Comme The Hurt Locker, une oeuvre de perpétuelle tension, Brothers a des chances de se retrouver parmi les 10 finalistes (absurde nouveauté) à l'Oscar du meilleur film. Écrit, réalisé et interprété avec une grande subtilité et finesse d'esprit, ce film émouvant a tout pour plaire. Jim Sheridan, candidat à l'Oscar du meilleur film pour My Left Foot (1989) et In the Name of the Father (1993), pourrait jouer les négligés encore une fois.

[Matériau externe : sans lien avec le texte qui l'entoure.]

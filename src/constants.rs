//! Constants used throughout the application.
//!
//! This module contains all constants used in the Momento application, organized
//! into logical groups. Having constants centralized makes them easier to find,
//! modify, and reference consistently.

// Application Metadata
/// The name of the application.
pub const APP_NAME: &str = "momento";
/// The description of the application used in CLI help text.
pub const APP_DESCRIPTION: &str = "Capture little moments and watch your journal grow";

// CLI Arguments & Defaults
/// Log format identifier for plain text.
pub const LOG_FORMAT_TEXT: &str = "text";
/// Log format identifier for JSON.
pub const LOG_FORMAT_JSON: &str = "json";
/// Default log level.
pub const DEFAULT_LOG_LEVEL: &str = "info";

// Configuration Keys & Environment Variables
/// Environment variable for specifying the Momento data directory.
pub const ENV_VAR_MOMENTO_DIR: &str = "MOMENTO_DIR";
/// Standard environment variable for the user's home directory.
pub const ENV_VAR_HOME: &str = "HOME";
/// Default sub-directory name for app data within the user's home directory.
pub const DEFAULT_DATA_SUBDIR: &str = ".momento";
/// File name of the key-value database inside the data directory.
pub const DB_FILE_NAME: &str = "momento.db";
/// Sub-directory holding stored photos.
pub const PHOTOS_SUBDIR: &str = "photos";
/// Lock file guarding read-modify-write sessions.
pub const LOCK_FILE_NAME: &str = "momento.lock";
/// Placeholder string for redacted information in debug output.
pub const REDACTED_PLACEHOLDER: &str = "[REDACTED]";

// Storage Keys
/// Key under which the serialized moment list is stored.
pub const STORAGE_KEY_MOMENTS: &str = "@momento_moments";
/// Key under which the unlocked achievement state is stored.
pub const STORAGE_KEY_ACHIEVEMENTS: &str = "@momento_achievements";
/// Key holding an unparseable achievements blob set aside before it is replaced.
pub const STORAGE_KEY_ACHIEVEMENTS_CORRUPT: &str = "@momento_achievements_corrupt";

// File System Parameters
/// Default POSIX permissions for newly created directories (owner read/write/execute).
#[cfg(unix)]
pub const DEFAULT_DIR_PERMISSIONS: u32 = 0o700;
/// Extension used for stored photos when the source has none.
pub const DEFAULT_PHOTO_EXTENSION: &str = "jpg";

// Achievement Rules
/// Distinct moods needed for the explorer badge.
pub const MOOD_EXPLORER_TARGET: usize = 5;
/// Consecutive positive-mood days needed for the positive streak badge.
pub const POSITIVE_STREAK_TARGET: usize = 5;
/// Calm-mood entries needed for the zen badge.
pub const CALM_MOOD_TARGET: usize = 5;
/// Mood value counted by the zen badge.
pub const CALM_MOOD_VALUE: &str = "calm";

// Stats
/// Number of moods kept in the distribution.
pub const TOP_MOOD_COUNT: usize = 5;

// Logging Configuration
/// Service name used in tracing spans and structured logs.
pub const TRACING_SERVICE_NAME: &str = "momento";
/// Name for the root tracing span covering an application invocation.
pub const TRACING_ROOT_SPAN_NAME: &str = "app_invocation";
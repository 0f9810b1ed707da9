//! Error handling utilities for the momento application.
//!
//! This module provides the central error type `AppError` which represents all
//! possible error conditions that might occur in the application, as well as the
//! convenience type alias `AppResult` for functions that can return these errors.
//!
//! The statistics and achievement engine itself never fails; everything here
//! belongs to the collaborators around it (storage, photos, locking, config).

use std::io;
use std::path::PathBuf;
use thiserror::Error;

/// Represents errors that can occur when attempting to lock the data directory.
///
/// # Examples
///
/// ```
/// use momento::errors::LockError;
/// use std::path::PathBuf;
///
/// let error = LockError::FileBusy {
///     path: PathBuf::from("/path/to/momento.lock"),
/// };
///
/// assert!(format!("{}", error).contains("another momento process"));
/// ```
#[derive(Debug, Error)]
pub enum LockError {
    /// Error when the lock is already held by another process.
    #[error("Data directory is in use by another momento process: {path}. Please wait for it to finish and try again.")]
    FileBusy {
        /// The path to the lock file
        path: PathBuf,
    },

    /// Error when acquiring the lock fails for a technical reason.
    #[error("Failed to acquire lock {path}: {source}. Please check file permissions and ensure the directory is accessible.")]
    AcquisitionFailed {
        /// The path to the lock file
        path: PathBuf,
        /// The underlying I/O error
        #[source]
        source: io::Error,
    },
}

/// Represents specific error cases that can occur during database operations.
///
/// # Examples
///
/// ```
/// use momento::errors::DatabaseError;
///
/// let error = DatabaseError::Custom("kv store unavailable".to_string());
/// assert!(format!("{}", error).contains("kv store unavailable"));
/// ```
#[derive(Debug, Error)]
pub enum DatabaseError {
    /// SQLite database error.
    #[error("Database error: {0}")]
    Sqlite(#[from] rusqlite::Error),

    /// Connection pool error.
    #[error("Failed to get connection from pool: {0}\n\nThis may indicate database connection issues. Try closing other momento instances.")]
    Pool(#[from] r2d2::Error),

    /// Custom database error with detailed message.
    #[error("Database error: {0}")]
    Custom(String),
}

/// Represents errors from the local photo store.
///
/// Deleting photos never produces one of these; delete failures are logged
/// and swallowed so they cannot block removing a moment.
#[derive(Debug, Error)]
pub enum PhotoError {
    /// The file to import does not exist.
    #[error("Source file does not exist: {path}")]
    SourceMissing {
        /// Path that was requested
        path: PathBuf,
    },

    /// Copying the file into the photo directory failed.
    #[error("Failed to store photo {path}: {source}")]
    CopyFailed {
        /// Path that was being imported
        path: PathBuf,
        /// The underlying I/O error
        #[source]
        source: io::Error,
    },
}

/// Represents all possible errors that can occur in the momento application.
///
/// # Examples
///
/// ```
/// use momento::errors::AppError;
///
/// let error = AppError::Config("Missing data directory".to_string());
/// assert_eq!(format!("{}", error), "Configuration error: Missing data directory");
/// ```
#[derive(Debug, Error)]
pub enum AppError {
    /// Errors related to configuration loading or validation.
    #[error("Configuration error: {0}")]
    Config(String),

    /// Input/output errors from filesystem operations.
    #[error("I/O error: {0}")]
    Io(#[from] std::io::Error),

    /// Invalid moment input or unknown moment id.
    #[error("Moment error: {0}")]
    Moment(String),

    /// Errors related to the key-value database.
    #[error("Database error: {0}")]
    Database(#[from] DatabaseError),

    /// Stored or outgoing JSON could not be (de)serialized.
    #[error("Serialization error: {0}")]
    Serialization(#[from] serde_json::Error),

    /// Errors related to the data directory lock.
    #[error("File locking error: {0}")]
    Lock(#[from] LockError),

    /// Errors from the photo store.
    #[error("Photo error: {0}")]
    Photo(#[from] PhotoError),
}

/// A type alias for `Result<T, AppError>` to simplify function signatures.
///
/// # Examples
///
/// ```
/// use momento::errors::{AppResult, AppError};
///
/// fn might_fail() -> AppResult<String> {
///     if false {
///         return Err(AppError::Moment("Something went wrong".to_string()));
///     }
///     Ok("Operation succeeded".to_string())
/// }
/// ```
pub type AppResult<T> = Result<T, AppError>;

#[cfg(test)]
mod tests {
    use super::*;
    use std::io;

    #[test]
    fn test_app_error_from_io_error() {
        let io_error = io::Error::new(io::ErrorKind::NotFound, "file not found");

        let app_error: AppError = io_error.into();

        match app_error {
            AppError::Io(inner) => {
                assert_eq!(inner.kind(), io::ErrorKind::NotFound);
            }
            _ => panic!("Expected AppError::Io variant"),
        }
    }

    #[test]
    fn test_app_error_display() {
        let config_error = AppError::Config("Invalid configuration".to_string());
        assert_eq!(
            format!("{}", config_error),
            "Configuration error: Invalid configuration"
        );

        let io_error = io::Error::new(io::ErrorKind::PermissionDenied, "permission denied");
        let app_io_error = AppError::Io(io_error);
        assert_eq!(format!("{}", app_io_error), "I/O error: permission denied");

        let moment_error = AppError::Moment("Title cannot be empty".to_string());
        assert_eq!(
            format!("{}", moment_error),
            "Moment error: Title cannot be empty"
        );

        let lock_error = LockError::FileBusy {
            path: PathBuf::from("/data/momento.lock"),
        };
        let app_error = AppError::Lock(lock_error);
        assert!(format!("{}", app_error).contains("File locking error"));
        assert!(format!("{}", app_error).contains("/data/momento.lock"));
    }

    #[test]
    fn test_serialization_error_conversion() {
        let json_error = serde_json::from_str::<Vec<String>>("{not json").unwrap_err();
        let app_error: AppError = json_error.into();
        assert!(matches!(app_error, AppError::Serialization(_)));
        assert!(format!("{}", app_error).starts_with("Serialization error"));
    }

    #[test]
    fn test_photo_error_variants() {
        let error = PhotoError::SourceMissing {
            path: PathBuf::from("/tmp/missing.jpg"),
        };
        assert!(format!("{}", error).contains("does not exist"));
        assert!(format!("{}", error).contains("/tmp/missing.jpg"));

        let error = PhotoError::CopyFailed {
            path: PathBuf::from("/tmp/a.jpg"),
            source: io::Error::other("disk full"),
        };
        let app_error: AppError = error.into();
        assert!(format!("{}", app_error).contains("Photo error"));
        assert!(format!("{}", app_error).contains("disk full"));
    }

    #[test]
    fn test_lock_error_conversion_to_app_error() {
        let lock_error = LockError::FileBusy {
            path: PathBuf::from("/path/to/momento.lock"),
        };

        let app_error: AppError = lock_error.into();

        match app_error {
            AppError::Lock(LockError::FileBusy { path }) => {
                assert_eq!(path, PathBuf::from("/path/to/momento.lock"));
            }
            _ => panic!("Expected AppError::Lock(FileBusy) variant"),
        }
    }

    #[test]
    fn test_result_combinators() {
        let io_result: Result<(), io::Error> = Err(io::Error::other("test error"));
        let app_result: AppResult<()> = io_result.map_err(AppError::Io);

        match app_result {
            Err(AppError::Io(inner)) => {
                assert_eq!(inner.kind(), io::ErrorKind::Other);
            }
            _ => panic!("Expected AppError::Io variant"),
        }
    }
}
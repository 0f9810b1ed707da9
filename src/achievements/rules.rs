//! Achievement rules as data.
//!
//! Each catalog entry is decoded once into an `AchievementRule` from its id
//! (and, for content counters, the number in its description). Evaluation
//! then matches on the rule instead of re-parsing strings.

use super::catalog::AchievementDefinition;
use crate::aggregate::{Holiday, MomentData, TimeSlot};
use crate::constants::{CALM_MOOD_TARGET, MOOD_EXPLORER_TARGET, POSITIVE_STREAK_TARGET};
use crate::moods::MOODS;
use chrono::{DateTime, Utc};
use serde::Serialize;

/// Aggregate counters a content achievement can target.
#[derive(Debug, Clone, Copy, PartialEq, Eq)]
pub enum ContentCounter {
    WithPhotos,
    Favorites,
    WithNotes,
    PerfectMoments,
}

impl ContentCounter {
    fn from_key(key: &str) -> Option<ContentCounter> {
        match key {
            "withPhotos" => Some(ContentCounter::WithPhotos),
            "favorites" => Some(ContentCounter::Favorites),
            "withNotes" => Some(ContentCounter::WithNotes),
            "perfectMoments" => Some(ContentCounter::PerfectMoments),
            _ => None,
        }
    }

    fn read(self, data: &MomentData<'_>) -> usize {
        match self {
            ContentCounter::WithPhotos => data.with_photos,
            ContentCounter::Favorites => data.favorites,
            ContentCounter::WithNotes => data.with_notes,
            ContentCounter::PerfectMoments => data.perfect_moments,
        }
    }
}

#[derive(Debug, Clone, Copy, PartialEq, Eq)]
pub enum AchievementRule {
    /// Longest streak ever reaches the target.
    Streak { target: usize },
    /// Total moments reach the target; unlocked when the Nth was captured.
    Milestone { target: usize },
    Holiday(Holiday),
    Time(TimeSlot),
    FirstMoment,
    Content {
        counter: ContentCounter,
        target: usize,
    },
    MoodExplorer { target: usize },
    /// Every catalog mood used.
    MoodMaster,
    MoodBalance,
    PositiveStreak { target: usize },
    CalmCount { target: usize },
    /// Not recognised; always locked.
    Unknown,
}

/// First standalone integer in a description, e.g. 25 in
/// "Capture 25 moments with photos".
pub fn extract_target(description: &str) -> Option<usize> {
    description
        .split(|c: char| !(c.is_alphanumeric() || c == '_'))
        .find(|word| !word.is_empty() && word.chars().all(|c| c.is_ascii_digit()))
        .and_then(|word| word.parse().ok())
}

impl AchievementRule {
    pub fn from_definition(definition: &AchievementDefinition) -> AchievementRule {
        let Some((kind, key)) = definition.id.split_once('-') else {
            return AchievementRule::Unknown;
        };

        let rule = match kind {
            "streak" => key
                .parse()
                .ok()
                .map(|target| AchievementRule::Streak { target }),
            "milestone" => key
                .parse()
                .ok()
                .map(|target| AchievementRule::Milestone { target }),
            "holiday" => Holiday::from_key(key).map(AchievementRule::Holiday),
            "time" => TimeSlot::from_key(key).map(AchievementRule::Time),
            "content" if key == "first" => Some(AchievementRule::FirstMoment),
            "content" => ContentCounter::from_key(key).and_then(|counter| {
                extract_target(definition.description)
                    .map(|target| AchievementRule::Content { counter, target })
            }),
            "mood" => match key {
                "explorer" => Some(AchievementRule::MoodExplorer {
                    target: MOOD_EXPLORER_TARGET,
                }),
                "master" => Some(AchievementRule::MoodMaster),
                "balance" => Some(AchievementRule::MoodBalance),
                "positive" => Some(AchievementRule::PositiveStreak {
                    target: POSITIVE_STREAK_TARGET,
                }),
                "calm" => Some(AchievementRule::CalmCount {
                    target: CALM_MOOD_TARGET,
                }),
                _ => None,
            },
            _ => None,
        };

        rule.unwrap_or(AchievementRule::Unknown)
    }

    /// Runs the rule against an aggregate.
    pub fn evaluate(&self, data: &MomentData<'_>) -> RuleOutcome {
        match *self {
            AchievementRule::Streak { target } => RuleOutcome::progress(data.longest_streak(), target),
            AchievementRule::Milestone { target } => RuleOutcome {
                unlocked_at: data.nth_oldest(target).map(|m| m.created_at),
                ..RuleOutcome::progress(data.total, target)
            },
            AchievementRule::Holiday(holiday) => {
                RuleOutcome::first_match(data.holiday_moments.get(&holiday).map(|m| m.created_at))
            }
            AchievementRule::Time(slot) => {
                RuleOutcome::first_match(data.time_moments.get(&slot).map(|m| m.created_at))
            }
            AchievementRule::FirstMoment => RuleOutcome {
                unlocked: data.total >= 1,
                unlocked_at: data.nth_oldest(1).map(|m| m.created_at),
                progress: None,
            },
            AchievementRule::Content { counter, target } => {
                RuleOutcome::progress(counter.read(data), target)
            }
            AchievementRule::MoodExplorer { target } => {
                RuleOutcome::progress(data.unique_mood_count(), target)
            }
            AchievementRule::MoodMaster => RuleOutcome::progress(data.unique_mood_count(), MOODS.len()),
            AchievementRule::MoodBalance => RuleOutcome {
                unlocked: data.mood_balance(),
                ..RuleOutcome::locked()
            },
            AchievementRule::PositiveStreak { target } => {
                RuleOutcome::progress(data.positive_streak, target)
            }
            AchievementRule::CalmCount { target } => RuleOutcome::progress(data.calm_count, target),
            AchievementRule::Unknown => RuleOutcome::locked(),
        }
    }
}

/// Progress toward a locked, count-based achievement.
#[derive(Debug, Clone, Copy, PartialEq, Eq, Serialize)]
pub struct Progress {
    pub current: usize,
    pub target: usize,
}

/// Result of running one rule.
#[derive(Debug, Clone, Copy, PartialEq, Eq)]
pub struct RuleOutcome {
    pub unlocked: bool,
    pub unlocked_at: Option<DateTime<Utc>>,
    pub progress: Option<Progress>,
}

impl RuleOutcome {
    fn locked() -> Self {
        RuleOutcome {
            unlocked: false,
            unlocked_at: None,
            progress: None,
        }
    }

    fn progress(current: usize, target: usize) -> Self {
        let unlocked = current >= target;
        RuleOutcome {
            unlocked,
            unlocked_at: None,
            progress: (!unlocked).then_some(Progress { current, target }),
        }
    }

    fn first_match(at: Option<DateTime<Utc>>) -> Self {
        RuleOutcome {
            unlocked: at.is_some(),
            unlocked_at: at,
            progress: None,
        }
    }
}
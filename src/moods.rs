//! Mood catalog.
//!
//! A fixed set of moods a moment can be tagged with. Each mood carries a
//! display emoji and label plus a valence used by the balance and
//! positive-streak achievements. The catalog is immutable.

use serde::Serialize;
use std::fmt;

/// Positive, neutral or negative classification of a mood.
#[derive(Debug, Clone, Copy, PartialEq, Eq, Hash, PartialOrd, Ord, Serialize)]
#[serde(rename_all = "lowercase")]
pub enum MoodValence {
    Positive,
    Neutral,
    Negative,
}

impl fmt::Display for MoodValence {
    fn fmt(&self, f: &mut fmt::Formatter<'_>) -> fmt::Result {
        let label = match self {
            MoodValence::Positive => "positive",
            MoodValence::Neutral => "neutral",
            MoodValence::Negative => "negative",
        };
        f.pad(label)
    }
}

/// A single catalog entry.
#[derive(Debug, Clone, Copy, PartialEq, Eq, Serialize)]
pub struct Mood {
    pub emoji: &'static str,
    /// Unique key stored on moments.
    pub value: &'static str,
    pub label: &'static str,
    pub valence: MoodValence,
}

const fn mood(
    emoji: &'static str,
    value: &'static str,
    label: &'static str,
    valence: MoodValence,
) -> Mood {
    Mood {
        emoji,
        value,
        label,
        valence,
    }
}

/// Every mood, grouped by valence.
pub const MOODS: &[Mood] = &[
    mood("😊", "happy", "Happy", MoodValence::Positive),
    mood("🥰", "loved", "Loved", MoodValence::Positive),
    mood("✨", "grateful", "Grateful", MoodValence::Positive),
    mood("😌", "peaceful", "Peaceful", MoodValence::Positive),
    mood("🤗", "warm", "Warm", MoodValence::Positive),
    mood("🌙", "content", "Content", MoodValence::Positive),
    mood("💫", "inspired", "Inspired", MoodValence::Positive),
    mood("🤔", "thoughtful", "Thoughtful", MoodValence::Neutral),
    mood("🧘", "calm", "Calm", MoodValence::Neutral),
    mood("☕", "cozy", "Cozy", MoodValence::Neutral),
    mood("📖", "reflective", "Reflective", MoodValence::Neutral),
    mood("🌿", "grounded", "Grounded", MoodValence::Neutral),
    mood("🌅", "hopeful", "Hopeful", MoodValence::Neutral),
    mood("😔", "sad", "Sad", MoodValence::Negative),
    mood("😴", "tired", "Tired", MoodValence::Negative),
    mood("😟", "worried", "Worried", MoodValence::Negative),
    mood("😤", "frustrated", "Frustrated", MoodValence::Negative),
    mood("🌧️", "melancholy", "Melancholy", MoodValence::Negative),
];

/// Looks up a mood by its stored value.
pub fn mood_by_value(value: &str) -> Option<&'static Mood> {
    MOODS.iter().find(|mood| mood.value == value)
}

/// Valence of a mood value, `None` for values outside the catalog.
pub fn valence_of(value: &str) -> Option<MoodValence> {
    mood_by_value(value).map(|mood| mood.valence)
}
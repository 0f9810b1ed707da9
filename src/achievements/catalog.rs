//! The fixed achievement catalog.

use serde::Serialize;
use std::fmt;

#[derive(Debug, Clone, Copy, PartialEq, Eq, Hash, PartialOrd, Ord, Serialize)]
#[serde(rename_all = "lowercase")]
pub enum AchievementCategory {
    Streak,
    Holiday,
    Milestone,
    Time,
    Content,
    Mood,
}

impl AchievementCategory {
    /// Display priority, lowest first.
    pub fn order(self) -> u8 {
        match self {
            AchievementCategory::Milestone => 1,
            AchievementCategory::Streak => 2,
            AchievementCategory::Content => 3,
            AchievementCategory::Mood => 4,
            AchievementCategory::Time => 5,
            AchievementCategory::Holiday => 6,
        }
    }

    pub fn label(self) -> &'static str {
        match self {
            AchievementCategory::Milestone => "Milestones",
            AchievementCategory::Streak => "Streaks",
            AchievementCategory::Content => "Content",
            AchievementCategory::Mood => "Moods",
            AchievementCategory::Time => "Time-Based",
            AchievementCategory::Holiday => "Holidays",
        }
    }
}

impl fmt::Display for AchievementCategory {
    fn fmt(&self, f: &mut fmt::Formatter<'_>) -> fmt::Result {
        f.write_str(self.label())
    }
}

#[derive(Debug, Clone, Copy, PartialEq, Eq, Serialize)]
pub struct AchievementDefinition {
    pub id: &'static str,
    pub title: &'static str,
    /// May carry the numeric target, e.g. "Capture 25 moments with photos".
    pub description: &'static str,
    pub emoji: &'static str,
    pub category: AchievementCategory,
}

const fn def(
    id: &'static str,
    title: &'static str,
    description: &'static str,
    emoji: &'static str,
    category: AchievementCategory,
) -> AchievementDefinition {
    AchievementDefinition {
        id,
        title,
        description,
        emoji,
        category,
    }
}

use AchievementCategory::{Content, Holiday, Milestone, Mood, Streak, Time};

/// Every achievement, in catalog order.
pub const ACHIEVEMENT_DEFINITIONS: &[AchievementDefinition] = &[
    def("streak-3", "Getting Started", "3 day streak", "🔥", Streak),
    def("streak-7", "Week Warrior", "7 day streak", "💪", Streak),
    def("streak-14", "Two Weeks", "14 day streak", "🎯", Streak),
    def("streak-30", "Monthly Master", "30 day streak", "⭐", Streak),
    def("streak-60", "Two Month Legend", "60 day streak", "🌟", Streak),
    def("milestone-5", "Getting Started", "Capture 5 moments", "🌱", Milestone),
    def("milestone-10", "First Ten", "Capture 10 moments", "✨", Milestone),
    def("milestone-25", "Quarter Century", "Capture 25 moments", "🎊", Milestone),
    def("milestone-50", "Half Century", "Capture 50 moments", "🌟", Milestone),
    def("milestone-100", "Centurion", "Capture 100 moments", "💯", Milestone),
    def(
        "holiday-newyear",
        "New Year's Day",
        "Capture a moment on New Year's Day",
        "🎉",
        Holiday,
    ),
    def(
        "holiday-valentine",
        "Valentine's Day",
        "Capture a moment on Valentine's Day",
        "💝",
        Holiday,
    ),
    def(
        "holiday-stpatrick",
        "St. Patrick's Day",
        "Capture a moment on St. Patrick's Day",
        "🍀",
        Holiday,
    ),
    def(
        "holiday-halloween",
        "Halloween",
        "Capture a moment on Halloween",
        "🎃",
        Holiday,
    ),
    def(
        "holiday-christmas",
        "Christmas",
        "Capture a moment on Christmas",
        "🎄",
        Holiday,
    ),
    def(
        "time-earlyBird",
        "Early Bird",
        "Capture a moment between 5-9 AM",
        "🌅",
        Time,
    ),
    def(
        "time-nightOwl",
        "Night Owl",
        "Capture a moment between 10 PM-2 AM",
        "🦉",
        Time,
    ),
    def(
        "time-weekend",
        "Weekend Warrior",
        "Capture a moment on the weekend",
        "🎉",
        Time,
    ),
    def(
        "time-midnight",
        "Midnight Magic",
        "Capture a moment at midnight",
        "🕛",
        Time,
    ),
    def("time-noon", "High Noon", "Capture a moment at noon", "☀️", Time),
    def(
        "content-first",
        "First Memory",
        "Capture your first moment",
        "🎬",
        Content,
    ),
    def(
        "content-withPhotos",
        "Photo Lover",
        "Capture 25 moments with photos",
        "📸",
        Content,
    ),
    def(
        "content-favorites",
        "Selective",
        "Mark 10 moments as favorites",
        "⭐",
        Content,
    ),
    def(
        "content-withNotes",
        "Storyteller",
        "Add notes to 15 moments",
        "📝",
        Content,
    ),
    def(
        "content-perfectMoments",
        "Perfect Moment",
        "Create 5 perfect moments (photo + note + mood)",
        "💎",
        Content,
    ),
    def("mood-explorer", "Mood Explorer", "Use 5 different moods", "🌈", Mood),
    def("mood-master", "Mood Master", "Use all moods", "🎭", Mood),
    def(
        "mood-balance",
        "Mood Balance",
        "Use positive, neutral, and negative moods",
        "⚖️",
        Mood,
    ),
    def(
        "mood-positive",
        "Positive Streak",
        "Use positive moods for 5 days in a row",
        "☀️",
        Mood,
    ),
    def("mood-calm", "Zen Master", "Use 'calm' mood 5 times", "🧘", Mood),
];

pub fn definition_by_id(id: &str) -> Option<&'static AchievementDefinition> {
    ACHIEVEMENT_DEFINITIONS.iter().find(|d| d.id == id)
}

D'autant plus que d'autres films sur le difficile retour au bercail de soldats ont été célébrés par l'Académie. La plupart de ces fictions s'intéressaient aux séquelles de la guerre du Vietnam sur une génération sacrifiée de jeunes Américains. De Taxi Driver de Martin Scorsese, finaliste à l'Oscar du meilleur film en 1976, mettant en vedette Robert De Niro dans le rôle de l'ex-marine psychotique Travis Bickle, à Born on the Fourth of July d'Oliver Stone, candidat dans la même catégorie en 1989, avec Tom Cruise dans le rôle d'un vétéran désillusionné.

En 1978, Coming Home de Hal Ashby, candidat à l'Oscar du meilleur film, avait valu des prix d'interprétation à Jon Voigt et Jane Fonda, pris dans un triangle amoureux d'après-guerre du Vietnam. La plus prestigieuse des statuettes avait plutôt été remise à The Deer Hunter de Michael Cimino. Ce voyage au bout de l'enfer, dur et sans concession, est peut-être le film le plus troublant à avoir été réalisé sur la détresse psychologique des jeunes soldats envoyés en pâture sur les champs de bataille par le gouvernement américain.

Cela fait deux suggestions de films pour Barack Obama. Et, pourquoi pas, pour Stephen Harper.